Notebooks Notebooks Matplotlib.pyplot as PLT plt.rcParams['figure. Figsize '] = (notebooks notebooks notebooks PLT plt. pyplot as PLT plt.rcParams['figure. Plt.rcparams [' font-size. Serif '] = ['SimHei'] # Show Chinese problem # single output variables from all IPython. Core. Interactiveshell import interactiveshell interactiveshell. Ast_node_interactivity = 'All' # notebooks notebooks adaptive width from ipython.core. Display import display, HTML display(HTML("<style>.container { width:100% ! important; }</style>") <style>#notebook_panel {background: # FFFFFF; } < / style > # jupyter notebooks embedded page content from IPython. Display the import IFrame IFrame (' https://arxiv.org/pdf/1406.2661.pdf ', width=800, Height = 450) # Markdown a cell does not support more than paste pictures # print a file to open the show only a picture problem solving # / site - packages/notebook/static/notebook/js/main. Min. Js Key = utils.uuid().slice(2,6)+encodeURIandParens(blob.name); Key = utils. Uuid (). Slice (2, 6) + Object. The keys (that. Attachments.) length; # https://github.com/ihnorton/notebook/commit/55687c2dc08817da587977cb6f19f8cc0103bab1 # output from multiple lines IPython. Core. Interactiveshell import interactiveshell interactiveshell. Ast_node_interactivity = 'all' # # the default for the 'last' execution Shell command:! < command statement > # online visualization tool https://plot.ly/createCopy the code

Slideshow slides

PIP install RISE

- [Alt+ R] Play/Exit play - ", "comma hides the two large operation buttons on the left," T "overview PPT,"/" black screen - Slide: main page, switch by pressing the left and right arrow keys. - sub-slide: indicates the secondary page, which can be switched by pressing the up and down arrow keys. Full-screen Fragment: The Fragment is hidden at first and displayed after you press the space bar or arrow bar to achieve dynamic effect. On a page - Skip: Units not shown in the slide. - Notes: The speaker's Notes are also not shown in slides.Copy the code

Author: Li Qinghui, data product expert, the head of the data product team of an e-commerce company, specializes in improving the data application level of the company through data governance, data analysis and data-based operation.

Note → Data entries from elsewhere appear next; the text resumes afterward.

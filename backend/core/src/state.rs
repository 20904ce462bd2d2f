//! Session state machine.
//!
//! The page-visible lifecycle is Empty → Previewing → Loading → Result or
//! Error, with reset returning to Empty from anywhere. The session owns the
//! single current-image slot, so there is no hidden shared state to race on.

use tracing::debug;

use crate::error::DiagnosisError;
use crate::types::{DiagnosisRecord, EncodedImage, HealthStatus};

/// Which panel of the page is live. Exactly one at a time.
///
/// Result and Error keep the image so the page can leave the preview (and
/// its Remove control) visible; reset stays reachable from every state.
#[derive(Debug, Clone)]
pub enum ViewState {
    Empty,
    Previewing(EncodedImage),
    Loading(EncodedImage),
    Result {
        image: EncodedImage,
        record: DiagnosisRecord,
    },
    Error {
        image: EncodedImage,
        message: String,
    },
}

impl ViewState {
    pub fn name(&self) -> &'static str {
        match self {
            Self::Empty => "empty",
            Self::Previewing(_) => "previewing",
            Self::Loading(_) => "loading",
            Self::Result { .. } => "result",
            Self::Error { .. } => "error",
        }
    }
}

/// A single user's diagnosis session: the current image and view state.
#[derive(Debug)]
pub struct Session {
    state: ViewState,
}

impl Session {
    pub fn new() -> Self {
        Self {
            state: ViewState::Empty,
        }
    }

    pub fn state(&self) -> &ViewState {
        &self.state
    }

    /// Current image, if one is held (every state but Empty).
    pub fn image(&self) -> Option<&EncodedImage> {
        match &self.state {
            ViewState::Empty => None,
            ViewState::Previewing(img)
            | ViewState::Loading(img)
            | ViewState::Result { image: img, .. }
            | ViewState::Error { image: img, .. } => Some(img),
        }
    }

    /// Store a freshly encoded image: Empty → Previewing.
    ///
    /// Choosing a new file requires a reset first, so any other starting
    /// state is rejected.
    pub fn preview(&mut self, image: EncodedImage) -> Result<(), DiagnosisError> {
        match self.state {
            ViewState::Empty => {
                debug!(media_type = %image.media_type, "image previewed");
                self.state = ViewState::Previewing(image);
                Ok(())
            }
            _ => Err(DiagnosisError::InvalidTransition {
                from: self.state.name(),
                action: "preview an image",
            }),
        }
    }

    /// Previewing → Loading. Returns the image to analyze; while Loading,
    /// further submissions are rejected, which keeps one request in flight.
    pub fn begin_analysis(&mut self) -> Result<EncodedImage, DiagnosisError> {
        match &self.state {
            ViewState::Previewing(img) => {
                let image = img.clone();
                self.state = ViewState::Loading(image.clone());
                debug!("analysis started");
                Ok(image)
            }
            _ => Err(DiagnosisError::InvalidTransition {
                from: self.state.name(),
                action: "submit for analysis",
            }),
        }
    }

    /// Loading → Result or Error, depending on the pipeline's outcome.
    ///
    /// A record with `status: Error` is the model declining (not a plant,
    /// say) and lands in the Error view with the model's own message.
    pub fn finish(
        &mut self,
        outcome: Result<DiagnosisRecord, DiagnosisError>,
    ) -> Result<(), DiagnosisError> {
        let image = match &self.state {
            ViewState::Loading(img) => img.clone(),
            _ => {
                return Err(DiagnosisError::InvalidTransition {
                    from: self.state.name(),
                    action: "finish analysis",
                })
            }
        };
        self.state = match outcome {
            Ok(record) if record.status == HealthStatus::Error => ViewState::Error {
                image,
                message: record.decline_message(),
            },
            Ok(record) => {
                debug!(status = %record.status, "diagnosis ready");
                ViewState::Result { image, record }
            }
            Err(err) => ViewState::Error {
                image,
                message: err.to_string(),
            },
        };
        Ok(())
    }

    /// Return to Empty, dropping the image and any prior report or error.
    pub fn reset(&mut self) {
        debug!(from = self.state.name(), "session reset");
        self.state = ViewState::Empty;
    }
}

impl Default for Session {
    fn default() -> Self {
        Self::new()
    }
}

#[cfg(test)]
mod tests {
    use super::*;

    fn png() -> EncodedImage {
        EncodedImage {
            media_type: "image/png".into(),
            data: "aGVsbG8=".into(),
        }
    }

    fn healthy() -> DiagnosisRecord {
        serde_json::from_str(r#"{"status":"Healthy","diseaseName":"None"}"#).unwrap()
    }

    #[test]
    fn happy_path_reaches_result() {
        let mut session = Session::new();
        session.preview(png()).unwrap();
        assert_eq!(session.state().name(), "previewing");

        let image = session.begin_analysis().unwrap();
        assert_eq!(image.media_type, "image/png");
        assert_eq!(session.state().name(), "loading");

        session.finish(Ok(healthy())).unwrap();
        assert_eq!(session.state().name(), "result");
    }

    #[test]
    fn submit_without_preview_is_rejected() {
        let mut session = Session::new();
        let err = session.begin_analysis().unwrap_err();
        assert!(matches!(err, DiagnosisError::InvalidTransition { .. }));
        assert_eq!(session.state().name(), "empty");
    }

    #[test]
    fn preview_requires_reset_after_result() {
        let mut session = Session::new();
        session.preview(png()).unwrap();
        session.begin_analysis().unwrap();
        session.finish(Ok(healthy())).unwrap();

        assert!(session.preview(png()).is_err());
        session.reset();
        assert!(session.preview(png()).is_ok());
    }

    #[test]
    fn model_decline_maps_to_error_view() {
        let mut session = Session::new();
        session.preview(png()).unwrap();
        session.begin_analysis().unwrap();

        let record: DiagnosisRecord =
            serde_json::from_str(r#"{"status":"Error","diseaseName":"Not a plant"}"#)
                .unwrap();
        session.finish(Ok(record)).unwrap();
        match session.state() {
            ViewState::Error { message, .. } => assert_eq!(message, "Not a plant"),
            other => panic!("expected error view, got {}", other.name()),
        }
    }

    #[test]
    fn pipeline_failure_maps_to_error_view() {
        let mut session = Session::new();
        session.preview(png()).unwrap();
        session.begin_analysis().unwrap();
        session.finish(Err(DiagnosisError::EmptyResponse)).unwrap();
        match session.state() {
            ViewState::Error { message, .. } => {
                assert_eq!(message, "empty response from AI")
            }
            other => panic!("expected error view, got {}", other.name()),
        }
    }

    #[test]
    fn result_and_error_keep_the_image() {
        let mut session = Session::new();
        session.preview(png()).unwrap();
        session.begin_analysis().unwrap();
        session.finish(Ok(healthy())).unwrap();
        assert_eq!(session.image(), Some(&png()));

        let mut session = Session::new();
        session.preview(png()).unwrap();
        session.begin_analysis().unwrap();
        session.finish(Err(DiagnosisError::EmptyResponse)).unwrap();
        assert_eq!(session.image(), Some(&png()));
    }

    #[test]
    fn reset_clears_result() {
        let mut session = Session::new();
        session.preview(png()).unwrap();
        session.begin_analysis().unwrap();
        session.finish(Ok(healthy())).unwrap();

        session.reset();
        assert_eq!(session.state().name(), "empty");
        assert!(session.image().is_none());
    }
}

Pandas: Using Python for Data Processing and Analysis

Recommended reasons: The book covers the general needs and pain points of Pandas users. It provides a comprehensive description of the functions, usage, and principles of Pandas. It is a valuable introduction for beginners to learn Pandas systematically. An essential query manual on the desk of experienced Python engineers.